A typical peatland environment. Photo by Dr Karen Anderson, University of Exeter.

Exeter geographer reveals peatland surface patterns

A team of UK scientists led by Dr Karen Anderson of the University of Exeter have developed a new technique for monitoring the condition of peatlands.

The team has used a combination of images captured from Earth and Space to measure spatial patterning in peatland surfaces as an indicator of their condition.

This new method could help monitor the damage that is being done to peatlands through human activity. Such disruption is contributing to global warming, as peatlands can release the carbon they absorb and store if they are damaged by drainage or peat extraction processes.

The research paper, published in the Journal of Environmental Quality, reports that airborne laser scanning instruments are capable of measuring fine-scale peatland structures such as hummocks and hollows which measure less than 4 m in size, typically.

Lowland rain-fed peatlands are recognised as being a globally important environmental resource because they absorb and store carbon. Their unique plant communities and their inherent wetness controls their ability to act as carbon stores, but when human disturbance disrupts their surface structure, greenhouse gases are released instead. Many peatlands across the world are affected by drainage, peat removal and ecological disturbance so scientists have been working to develop a robust spatial method for monitoring peatland condition. Remote sensing techniques (where images from satellites in space are analysed) provide a likely route for this.
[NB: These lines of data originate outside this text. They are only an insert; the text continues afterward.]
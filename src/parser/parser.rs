//! Parser implementation for building the Abstract Syntax Tree.
//!
//! This module contains the main Parser struct and the `parse` entry point.
//! Expressions go through a Pratt parser with NUD/LED handlers, statements
//! through a lookup keyed by their leading token.

use std::{collections::HashMap, rc::Rc};

use crate::{
    ast::statements::BlockStmt,
    errors::errors::{Error, ErrorImpl},
    lexer::tokens::{Token, TokenKind},
    Position, Span,
};

use super::{
    lookups::{
        create_token_lookups, BPLookup, BindingPower, LEDHandler, LEDLookup, NUDHandler, NUDLookup,
        StmtHandler, StmtLookup,
    },
    stmt::parse_stmt,
};

/// The main parser structure that maintains parsing state.
pub struct Parser {
    /// The list of tokens to parse, always terminated by EOF
    tokens: Vec<Token>,
    /// Current position in the token stream
    pos: usize,
    /// Lookup table for statement parsing handlers
    stmt_lookup: StmtLookup,
    /// Lookup table for null denotation (prefix) expression handlers
    nud_lookup: NUDLookup,
    /// Lookup table for left denotation (infix) expression handlers
    led_lookup: LEDLookup,
    /// Lookup table for expression binding powers (precedence)
    binding_power_lookup: BPLookup,
    /// Expressions and blocks currently being parsed, innermost included
    depth: usize,
}

/// Deepest expression or block nesting accepted before parsing gives up.
pub const MAX_NESTING_DEPTH: usize = 128;

impl Parser {
    /// Creates a new Parser instance over `tokens`.
    ///
    /// An EOF token is appended when the stream does not already end with one.
    pub fn new(mut tokens: Vec<Token>, file: Rc<String>) -> Self {
        if tokens.last().map(|token| token.kind) != Some(TokenKind::EOF) {
            let end = tokens
                .last()
                .map(|token| token.span.end.clone())
                .unwrap_or_else(|| Position(0, Rc::clone(&file)));
            tokens.push(Token {
                kind: TokenKind::EOF,
                value: String::from("EOF"),
                span: Span { start: end.clone(), end },
            });
        }

        Parser {
            tokens,
            pos: 0,
            stmt_lookup: HashMap::new(),
            nud_lookup: HashMap::new(),
            led_lookup: HashMap::new(),
            binding_power_lookup: HashMap::new(),
            depth: 0,
        }
    }

    /// Returns the current token without advancing.
    pub fn current_token(&self) -> &Token {
        &self.tokens[self.pos.min(self.tokens.len() - 1)]
    }

    /// Returns the kind of the current token.
    pub fn current_token_kind(&self) -> TokenKind {
        self.current_token().kind
    }

    /// Advances to the next token and returns the previous token.
    ///
    /// The parser never moves past the trailing EOF token.
    pub fn advance(&mut self) -> &Token {
        let index = self.pos.min(self.tokens.len() - 1);
        if self.pos < self.tokens.len() - 1 {
            self.pos += 1;
        }
        &self.tokens[index]
    }

    /// Expects a token of the specified kind, with optional custom error.
    pub fn expect_error(
        &mut self,
        expected_kind: TokenKind,
        error: Option<Error>,
    ) -> Result<Token, Error> {
        let token = self.current_token();
        if token.kind != expected_kind {
            match error {
                Some(error) => Err(error),
                None => Err(Error::new(
                    ErrorImpl::UnexpectedToken {
                        token: token.value.clone(),
                    },
                    token.span.start.clone(),
                )),
            }
        } else {
            Ok(self.advance().clone())
        }
    }

    /// Expects a token of the specified kind with default error message.
    pub fn expect(&mut self, expected_kind: TokenKind) -> Result<Token, Error> {
        self.expect_error(expected_kind, None)
    }

    /// Builds an `UnexpectedTokenDetailed` error at the current token.
    pub fn detailed_error(&self, message: &str) -> Error {
        Error::new(
            ErrorImpl::UnexpectedTokenDetailed {
                token: self.current_token().value.clone(),
                message: String::from(message),
            },
            self.get_position(),
        )
    }

    /// Enters one level of expression or block nesting.
    pub fn enter_nesting(&mut self) -> Result<(), Error> {
        if self.depth >= MAX_NESTING_DEPTH {
            return Err(self.detailed_error("nesting is too deep"));
        }

        self.depth += 1;
        Ok(())
    }

    pub fn exit_nesting(&mut self) {
        self.depth = self.depth.saturating_sub(1);
    }

    /// Returns true while the current token is not EOF.
    pub fn has_tokens(&self) -> bool {
        self.current_token_kind() != TokenKind::EOF
    }

    pub fn get_stmt_lookup(&self) -> &StmtLookup {
        &self.stmt_lookup
    }

    pub fn get_nud_lookup(&self) -> &NUDLookup {
        &self.nud_lookup
    }

    pub fn get_led_lookup(&self) -> &LEDLookup {
        &self.led_lookup
    }

    /// Binding power of the current token, `Default` when it has none.
    pub fn current_binding_power(&self) -> BindingPower {
        *self
            .binding_power_lookup
            .get(&self.current_token_kind())
            .unwrap_or(&BindingPower::Default)
    }

    /// Registers a left denotation (infix) handler for a token.
    pub fn led(&mut self, kind: TokenKind, binding_power: BindingPower, led_fn: LEDHandler) {
        self.binding_power_lookup.insert(kind, binding_power);
        self.led_lookup.insert(kind, led_fn);
    }

    /// Registers a null denotation (prefix) handler for a token.
    ///
    /// A token that is also an infix operator (`-`) keeps its infix binding power.
    pub fn nud(&mut self, kind: TokenKind, nud_fn: NUDHandler) {
        self.nud_lookup.insert(kind, nud_fn);
    }

    /// Registers a statement handler for a token.
    pub fn stmt(&mut self, kind: TokenKind, stmt_fn: StmtHandler) {
        self.stmt_lookup.insert(kind, stmt_fn);
    }

    /// Returns the start position of the current token.
    pub fn get_position(&self) -> Position {
        self.current_token().span.start.clone()
    }

    /// Returns the end position of the last consumed token.
    pub fn previous_end(&self) -> Position {
        let index = self.pos.saturating_sub(1);
        self.tokens[index].span.end.clone()
    }
}

/// Parses a stream of tokens into an Abstract Syntax Tree.
///
/// The program root is returned as a `BlockStmt` holding every top-level
/// statement.
pub fn parse(tokens: Vec<Token>, file: Rc<String>) -> Result<BlockStmt, Error> {
    let mut parser = Parser::new(tokens, Rc::clone(&file));
    create_token_lookups(&mut parser);

    let mut body = vec![];

    while parser.has_tokens() {
        body.push(parse_stmt(&mut parser)?);
    }

    Ok(BlockStmt {
        body,
        span: Span {
            start: Position(0, Rc::clone(&file)),
            end: parser.get_position(),
        },
    })
}
//! Lexical analysis module for the analyzer.
//!
//! This module contains the lexer (tokenizer) that converts source code
//! into a stream of tokens for parsing. It handles:
//!
//! - Tokenization of source code using anchored regex patterns
//! - Recognition of keywords, identifiers, literals, and operators
//! - Token position tracking for error reporting
//! - Comments and whitespace handling

pub mod lexer;
pub mod tokens;

#[cfg(test)]
mod tests;
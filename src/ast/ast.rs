use crate::Span;

use super::{
    expressions::{
        AdditiveExpr, BoolExpr, ComparisonExpr, FloatExpr, IdentifierExpr, IntegerExpr, ListExpr,
        LogicalExpr, MultiplicativeExpr, NegExpr, NotExpr, TernaryExpr, ValueExpr,
    },
    statements::{AssignStmt, DeclareStmt, DoWhileStmt, IfStmt, WhileStmt},
};

/// Statement
///
/// Every statement kind the parser produces. Blocks and conditions are not
/// statements of their own: they only appear inside `if` and loop statements.
#[derive(Debug, Clone)]
pub enum Stmt {
    Declare(DeclareStmt),
    Assign(AssignStmt),
    If(IfStmt),
    While(WhileStmt),
    DoWhile(DoWhileStmt),
}

/// Expression
#[derive(Debug, Clone)]
pub enum Expr {
    Integer(IntegerExpr),
    Float(FloatExpr),
    Bool(BoolExpr),
    /// A bare identifier. Only read as a variable when wrapped in `Value`.
    Identifier(IdentifierExpr),
    Value(ValueExpr),
    List(ListExpr),
    Not(NotExpr),
    Neg(NegExpr),
    Additive(AdditiveExpr),
    Multiplicative(MultiplicativeExpr),
    Logical(LogicalExpr),
    Comparison(ComparisonExpr),
    Ternary(TernaryExpr),
}

impl Expr {
    pub fn get_span(&self) -> &Span {
        match self {
            Expr::Integer(expr) => &expr.span,
            Expr::Float(expr) => &expr.span,
            Expr::Bool(expr) => &expr.span,
            Expr::Identifier(expr) => &expr.span,
            Expr::Value(expr) => &expr.span,
            Expr::List(expr) => &expr.span,
            Expr::Not(expr) => &expr.span,
            Expr::Neg(expr) => &expr.span,
            Expr::Additive(expr) => &expr.span,
            Expr::Multiplicative(expr) => &expr.span,
            Expr::Logical(expr) => &expr.span,
            Expr::Comparison(expr) => &expr.span,
            Expr::Ternary(expr) => &expr.span,
        }
    }

    /// Wraps an identifier so that it is read as a value.
    pub fn value(identifier: IdentifierExpr) -> Expr {
        let span = identifier.span.clone();
        Expr::Value(ValueExpr {
            inner: Some(Box::new(Expr::Identifier(identifier))),
            span,
        })
    }
}
use crate::{lexer::tokens::TokenKind, Span};

use super::ast::Expr;

// LITERALS

/// Integer literal
#[derive(Debug, Clone)]
pub struct IntegerExpr {
    pub value: i64,
    pub span: Span,
}

/// Float literal
#[derive(Debug, Clone)]
pub struct FloatExpr {
    pub value: f64,
    pub span: Span,
}

/// Boolean literal
#[derive(Debug, Clone)]
pub struct BoolExpr {
    pub value: bool,
    pub span: Span,
}

/// List literal, `[a, b, c]`
#[derive(Debug, Clone)]
pub struct ListExpr {
    pub elements: Vec<Expr>,
    pub span: Span,
}

// NAMES

#[derive(Debug, Clone)]
pub struct IdentifierExpr {
    pub value: String,
    pub span: Span,
}

/// Forwards to at most one child. Separates an identifier read as a value from
/// an identifier that is being declared or assigned.
#[derive(Debug, Clone)]
pub struct ValueExpr {
    pub inner: Option<Box<Expr>>,
    pub span: Span,
}

// UNARY

/// `!operand`
#[derive(Debug, Clone)]
pub struct NotExpr {
    pub operand: Box<Expr>,
    pub span: Span,
}

/// `-operand`
#[derive(Debug, Clone)]
pub struct NegExpr {
    pub operand: Box<Expr>,
    pub span: Span,
}

// N-ARY

#[derive(Debug, Clone, Copy, PartialEq, Eq)]
pub enum AdditiveOp {
    Add,
    Sub,
}

#[derive(Debug, Clone, Copy, PartialEq, Eq)]
pub enum MultiplicativeOp {
    Mul,
    Div,
    Mod,
}

#[derive(Debug, Clone, Copy, PartialEq, Eq)]
pub enum LogicalOp {
    And,
    Or,
}

#[derive(Debug, Clone, Copy, PartialEq, Eq)]
pub enum ComparisonOp {
    Less,
    LessEquals,
    Greater,
    GreaterEquals,
    Equals,
    NotEquals,
}

impl ComparisonOp {
    pub fn from_token_kind(kind: TokenKind) -> Option<ComparisonOp> {
        match kind {
            TokenKind::Less => Some(ComparisonOp::Less),
            TokenKind::LessEquals => Some(ComparisonOp::LessEquals),
            TokenKind::Greater => Some(ComparisonOp::Greater),
            TokenKind::GreaterEquals => Some(ComparisonOp::GreaterEquals),
            TokenKind::Equals => Some(ComparisonOp::Equals),
            TokenKind::NotEquals => Some(ComparisonOp::NotEquals),
            _ => None,
        }
    }

    /// `< <= > >=` compare numbers; `== !=` compare any two values of one type.
    pub fn is_ordering(&self) -> bool {
        matches!(
            self,
            ComparisonOp::Less
                | ComparisonOp::LessEquals
                | ComparisonOp::Greater
                | ComparisonOp::GreaterEquals
        )
    }
}

/// `a + b - c`. `operators[i]` sits between `operands[i]` and `operands[i + 1]`.
#[derive(Debug, Clone)]
pub struct AdditiveExpr {
    pub operands: Vec<Expr>,
    pub operators: Vec<AdditiveOp>,
    pub span: Span,
}

/// `a * b / c % d`
#[derive(Debug, Clone)]
pub struct MultiplicativeExpr {
    pub operands: Vec<Expr>,
    pub operators: Vec<MultiplicativeOp>,
    pub span: Span,
}

/// `a && b || c`
#[derive(Debug, Clone)]
pub struct LogicalExpr {
    pub operands: Vec<Expr>,
    pub operators: Vec<LogicalOp>,
    pub span: Span,
}

/// A comparison chain sharing one operator, `a < b < c`.
#[derive(Debug, Clone)]
pub struct ComparisonExpr {
    pub operator: ComparisonOp,
    pub operands: Vec<Expr>,
    pub span: Span,
}

/// `condition ? then : otherwise`, stored as its operand list.
#[derive(Debug, Clone)]
pub struct TernaryExpr {
    pub operands: Vec<Expr>,
    pub span: Span,
}
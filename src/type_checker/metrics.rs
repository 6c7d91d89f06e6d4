use std::fmt::Display;

/// Usage counters gathered during one checking pass.
#[derive(Debug, Clone, Copy, Default, PartialEq, Eq)]
pub struct Metrics {
    /// Variable declarations
    pub variables: usize,
    /// `while` and `do-while` loops
    pub loops: usize,
    /// `if` statements and ternaries
    pub conditionals: usize,
    /// Operator occurrences
    pub operators: usize,
}

impl Display for Metrics {
    fn fmt(&self, f: &mut std::fmt::Formatter<'_>) -> std::fmt::Result {
        write!(
            f,
            "{{VAR:{}, WHILE:{}, IF:{}, OP:{}}}",
            self.variables, self.loops, self.conditionals, self.operators
        )
    }
}
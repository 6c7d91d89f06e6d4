/// AST (Abstract Syntax Tree) module
/// Contains all definitions related to the AST structure
///
/// Submodules:
/// - ast: The closed `Stmt` and `Expr` node kinds
/// - expressions: Definitions for the expression nodes and their operators
/// - statements: Definitions for statements, blocks and conditions
pub mod ast;
pub mod expressions;
pub mod statements;
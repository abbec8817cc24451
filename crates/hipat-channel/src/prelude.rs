pub use crate::config::{
    ChannelConfig, LOAD_TIMEOUT_MS, MAX_FRAME_HEIGHT, MIN_FRAME_HEIGHT,
};
pub use crate::errors::ChannelError;
pub use crate::gate::{admit, DropReason};
pub use crate::protocol::{ClientData, FrameId, MessageEnvelope, ToolMessage};
pub use crate::session::{ChannelState, FrameHandle, MessageOutcome, ToolSession};
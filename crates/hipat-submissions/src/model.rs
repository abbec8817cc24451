use hipat_tools::prelude::ToolId;
use hipat_types::prelude::{ClientId, MentorId};
use serde::{Deserialize, Serialize};

#[derive(Clone, Debug, PartialEq, Eq, Hash, Serialize, Deserialize)]
pub struct SubmissionId(pub String);

impl SubmissionId {
    pub fn new_random() -> Self {
        Self(format!("sub_{}", uuid::Uuid::new_v4()))
    }
}

/// One-way progression by convention: `submitted → invited | signed_up →
/// became_client`. The store does not police transitions; the last write
/// wins.
#[derive(Clone, Copy, Debug, PartialEq, Eq, Serialize, Deserialize)]
#[serde(rename_all = "snake_case")]
pub enum SubmissionStatus {
    Submitted,
    Invited,
    SignedUp,
    BecameClient,
}

impl SubmissionStatus {
    pub const fn as_str(self) -> &'static str {
        match self {
            SubmissionStatus::Submitted => "submitted",
            SubmissionStatus::Invited => "invited",
            SubmissionStatus::SignedUp => "signed_up",
            SubmissionStatus::BecameClient => "became_client",
        }
    }
}

/// Contact details captured by the embedded tool. The email is the one
/// mandatory field; channel validation guarantees it before a contact
/// reaches the store.
#[derive(Clone, Debug, PartialEq, Serialize, Deserialize)]
pub struct ClientContact {
    #[serde(default)]
    pub name: Option<String>,
    pub email: String,
    #[serde(default)]
    pub phone: Option<String>,
}

/// One completed run of an embedded tool by a prospect.
#[derive(Clone, Debug, PartialEq, Serialize, Deserialize)]
pub struct Submission {
    pub id: SubmissionId,
    pub tool_id: ToolId,
    pub mentor: MentorId,
    pub contact: ClientContact,
    /// Tool-specific result payload; the platform treats it as opaque.
    pub results: serde_json::Map<String, serde_json::Value>,
    pub status: SubmissionStatus,
    /// Set once at promotion time, never cleared.
    #[serde(default)]
    pub client_id: Option<ClientId>,
    pub submitted_at: i64,
    #[serde(default)]
    pub invited_at: Option<i64>,
    #[serde(default)]
    pub signed_up_at: Option<i64>,
}
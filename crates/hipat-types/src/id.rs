#[cfg(feature = "schema")]
use schemars::JsonSchema;
use serde::{Deserialize, Serialize};

/// Opaque identifier minted by the platform.
#[derive(Clone, Debug, PartialEq, Eq, Hash, Serialize, Deserialize)]
#[cfg_attr(feature = "schema", derive(JsonSchema))]
pub struct Id(pub String);

/// Owner of clients, tools configuration and submissions.
#[derive(Clone, Debug, PartialEq, Eq, Hash, Serialize, Deserialize)]
#[cfg_attr(feature = "schema", derive(JsonSchema))]
pub struct MentorId(pub String);

/// Roster client identifier.
#[derive(Clone, Debug, PartialEq, Eq, Hash, Serialize, Deserialize)]
#[cfg_attr(feature = "schema", derive(JsonSchema))]
pub struct ClientId(pub String);

impl Id {
    pub fn new_random() -> Self {
        Self(uuid::Uuid::new_v4().to_string())
    }
}

impl ClientId {
    pub fn new_random() -> Self {
        Self(format!("client_{}", uuid::Uuid::new_v4()))
    }
}
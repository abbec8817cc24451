use crate::errors::StorageError;
use crate::model::{Entity, Page, QueryParams};
use async_trait::async_trait;
use hipat_types::prelude::MentorId;

#[async_trait]
pub trait Repository<E: Entity>: Send + Sync {
    async fn create(&self, mentor: &MentorId, entity: &E) -> Result<(), StorageError>;
    async fn upsert(
        &self,
        mentor: &MentorId,
        id: &str,
        patch: serde_json::Value,
    ) -> Result<E, StorageError>;
    async fn get(&self, mentor: &MentorId, id: &str) -> Result<Option<E>, StorageError>;
    async fn select(&self, mentor: &MentorId, params: QueryParams)
        -> Result<Page<E>, StorageError>;
    async fn delete(&self, mentor: &MentorId, id: &str) -> Result<(), StorageError>;
}
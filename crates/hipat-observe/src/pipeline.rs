use crate::model::LogEvent;
use serde_json::Value;

/// Applied to every event before it reaches a sink.
pub trait Redactor: Send + Sync {
    fn redact(&self, event: &mut LogEvent);
}

pub struct NoopRedactor;

impl Redactor for NoopRedactor {
    fn redact(&self, _event: &mut LogEvent) {}
}

/// Masks prospect contact data. Field names are matched exactly; the
/// masked form keeps just enough shape for correlation during debugging.
pub struct ContactRedactor;

const CONTACT_FIELDS: &[&str] = &["email", "phone", "name"];

impl Redactor for ContactRedactor {
    fn redact(&self, event: &mut LogEvent) {
        for key in CONTACT_FIELDS {
            if let Some(slot) = event.fields.get_mut(*key) {
                *slot = Value::String(mask(slot));
            }
        }
    }
}

fn mask(value: &Value) -> String {
    let raw = match value {
        Value::String(s) => s.as_str(),
        _ => return "***".to_string(),
    };
    match raw.split_once('@') {
        // Keep the mail domain; the local part is the sensitive half.
        Some((_, domain)) => format!("***@{domain}"),
        None => "***".to_string(),
    }
}
use hipat_types::prelude::*;

#[test]
fn random_ids_are_unique() {
    let a = Id::new_random();
    let b = Id::new_random();
    assert_ne!(a, b);
    assert!(!a.0.is_empty());
}

#[test]
fn client_ids_carry_prefix() {
    let id = ClientId::new_random();
    assert!(id.0.starts_with("client_"));
}

#[test]
fn ids_serialize_as_plain_strings() {
    let mentor = MentorId("m1".into());
    assert_eq!(serde_json::to_string(&mentor).unwrap(), "\"m1\"");
    let back: MentorId = serde_json::from_str("\"m1\"").unwrap();
    assert_eq!(back, mentor);
}

#[test]
fn now_ms_is_monotonic_enough() {
    let a = now_ms();
    let b = now_ms();
    assert!(b >= a);
    assert!(a > 1_600_000_000_000); // sanity: after 2020
}
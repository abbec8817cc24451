use hipat_types::prelude::MentorId;
use parking_lot::RwLock;
use std::collections::HashMap;
use std::sync::Arc;
use tokio::time::{sleep, Duration};

/// Mentor-bucketed JSON record store. The backing maps are mutated
/// atomically per call; no lock is held across an await point.
#[derive(Clone, Default)]
pub struct MemoryDatastore {
    inner: Arc<Inner>,
    latency_ms: u64,
}

#[derive(Default)]
struct Inner {
    records: RwLock<HashMap<String, HashMap<String, serde_json::Value>>>,
}

impl MemoryDatastore {
    pub fn new() -> Self {
        Self::default()
    }

    /// Delay each repository operation by `ms`, standing in for the
    /// round trip a real backend would cost.
    pub fn with_latency_ms(mut self, ms: u64) -> Self {
        self.latency_ms = ms;
        self
    }

    pub(crate) async fn simulate_latency(&self) {
        if self.latency_ms > 0 {
            sleep(Duration::from_millis(self.latency_ms)).await;
        }
    }

    fn table_key(table: &str, mentor: &MentorId) -> String {
        format!("{}::{}", table, mentor.0)
    }

    pub fn store(&self, table: &str, mentor: &MentorId, id: &str, value: serde_json::Value) {
        let key = Self::table_key(table, mentor);
        let mut map = self.inner.records.write();
        map.entry(key).or_default().insert(id.to_string(), value);
    }

    pub fn fetch(&self, table: &str, mentor: &MentorId, id: &str) -> Option<serde_json::Value> {
        let key = Self::table_key(table, mentor);
        self.inner
            .records
            .read()
            .get(&key)
            .and_then(|m| m.get(id).cloned())
    }

    pub fn remove(&self, table: &str, mentor: &MentorId, id: &str) -> Option<serde_json::Value> {
        let key = Self::table_key(table, mentor);
        self.inner
            .records
            .write()
            .get_mut(&key)
            .and_then(|m| m.remove(id))
    }

    pub fn list(&self, table: &str, mentor: &MentorId) -> Vec<serde_json::Value> {
        let key = Self::table_key(table, mentor);
        self.inner
            .records
            .read()
            .get(&key)
            .map(|m| m.values().cloned().collect())
            .unwrap_or_default()
    }
}
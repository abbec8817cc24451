use crate::errors::SubmissionError;
use crate::model::{ClientContact, Submission, SubmissionId, SubmissionStatus};
use crate::store::SubmissionStore;
use async_trait::async_trait;
use hipat_tools::prelude::ToolId;
use hipat_types::prelude::{now_ms, ClientId, MentorId};
use parking_lot::RwLock;
use std::collections::HashMap;
use std::sync::Arc;

#[derive(Clone, Default)]
pub struct InMemorySubmissionStore {
    inner: Arc<RwLock<HashMap<(String, String), Submission>>>,
}

impl InMemorySubmissionStore {
    pub fn new() -> Self {
        Self::default()
    }

    fn key(mentor: &MentorId, id: &SubmissionId) -> (String, String) {
        (mentor.0.clone(), id.0.clone())
    }
}

#[async_trait]
impl SubmissionStore for InMemorySubmissionStore {
    async fn create(
        &self,
        mentor: &MentorId,
        tool: &ToolId,
        contact: ClientContact,
        results: serde_json::Map<String, serde_json::Value>,
    ) -> Result<Submission, SubmissionError> {
        let submission = Submission {
            id: SubmissionId::new_random(),
            tool_id: tool.clone(),
            mentor: mentor.clone(),
            contact,
            results,
            status: SubmissionStatus::Submitted,
            client_id: None,
            submitted_at: now_ms(),
            invited_at: None,
            signed_up_at: None,
        };
        let mut guard = self.inner.write();
        guard.insert(Self::key(mentor, &submission.id), submission.clone());
        Ok(submission)
    }

    async fn update_status(
        &self,
        mentor: &MentorId,
        id: &SubmissionId,
        status: SubmissionStatus,
        client_id: Option<ClientId>,
    ) -> Result<Submission, SubmissionError> {
        let mut guard = self.inner.write();
        let submission = guard
            .get_mut(&Self::key(mentor, id))
            .ok_or_else(|| SubmissionError::not_found(&id.0))?;

        submission.status = status;
        match status {
            SubmissionStatus::Invited => submission.invited_at = Some(now_ms()),
            SubmissionStatus::SignedUp => submission.signed_up_at = Some(now_ms()),
            _ => {}
        }
        if let Some(client_id) = client_id {
            submission.client_id = Some(client_id);
        }
        Ok(submission.clone())
    }

    async fn get(
        &self,
        mentor: &MentorId,
        id: &SubmissionId,
    ) -> Result<Option<Submission>, SubmissionError> {
        let guard = self.inner.read();
        Ok(guard.get(&Self::key(mentor, id)).cloned())
    }

    async fn list_for_mentor(
        &self,
        mentor: &MentorId,
    ) -> Result<Vec<Submission>, SubmissionError> {
        let guard = self.inner.read();
        let mut out: Vec<Submission> = guard
            .iter()
            .filter(|((owner, _), _)| owner == &mentor.0)
            .map(|(_, submission)| submission.clone())
            .collect();
        out.sort_by(|a, b| b.submitted_at.cmp(&a.submitted_at));
        Ok(out)
    }
}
Dr Karen Anderson of the University of Exeter’s School of Geography on the Cornwall Campus led the study, which also involved Dr Jon Bennie of the School of Biosciences. Dr Anderson stated: “This work is the first to demonstrate that peatland structures, which are linked to hydrological status and condition, can be measured using remote sensing techniques. Our approach enabled us to draw out the differences in surface pattern across the peatland and resulted in an improved mapping product which is useful for scientists, peatland managers, statutory conservation agencies and for policy makers. It is exciting that research in Cornwall is making a major contribution to this important area of study.”

Research is ongoing at the University of Exeter to investigate broader application of the method to other peatland sites, including an assessment of spaceborne imaging capabilities for global peatland monitoring. The ongoing work will also look at other types of peatlands – including upland peats, which show similar spatial patterning.

This work was funded through a UK Natural Environment Research Council research grant to Karen Anderson (2008) and involved scientists from the University of Exeter, University of Southampton, University of East London, and Natural England.

The £100 million Tremough Campus is a Combined Universities in Cornwall initiative of which the University of Exeter and Falmouth University are two of the founding partners. It is funded mainly by the European Union (Objective One), the South West Regional Development Agency, and the Higher Education Funding Council for England, with support from Cornwall County Council. Set in 70 acres of countryside, but close to the waterside towns of Penryn and Falmouth, the campus offers a lively student community. The University of Exeter now offers degrees in Biology, Modern Celtic and Cornish Studies, English, Geology, Geography, History, Law, Mining Engineering, Politics and Renewable Energy on its Tremough Campus, which has expanded rapidly as part of the Combined Universities in Cornwall initiative.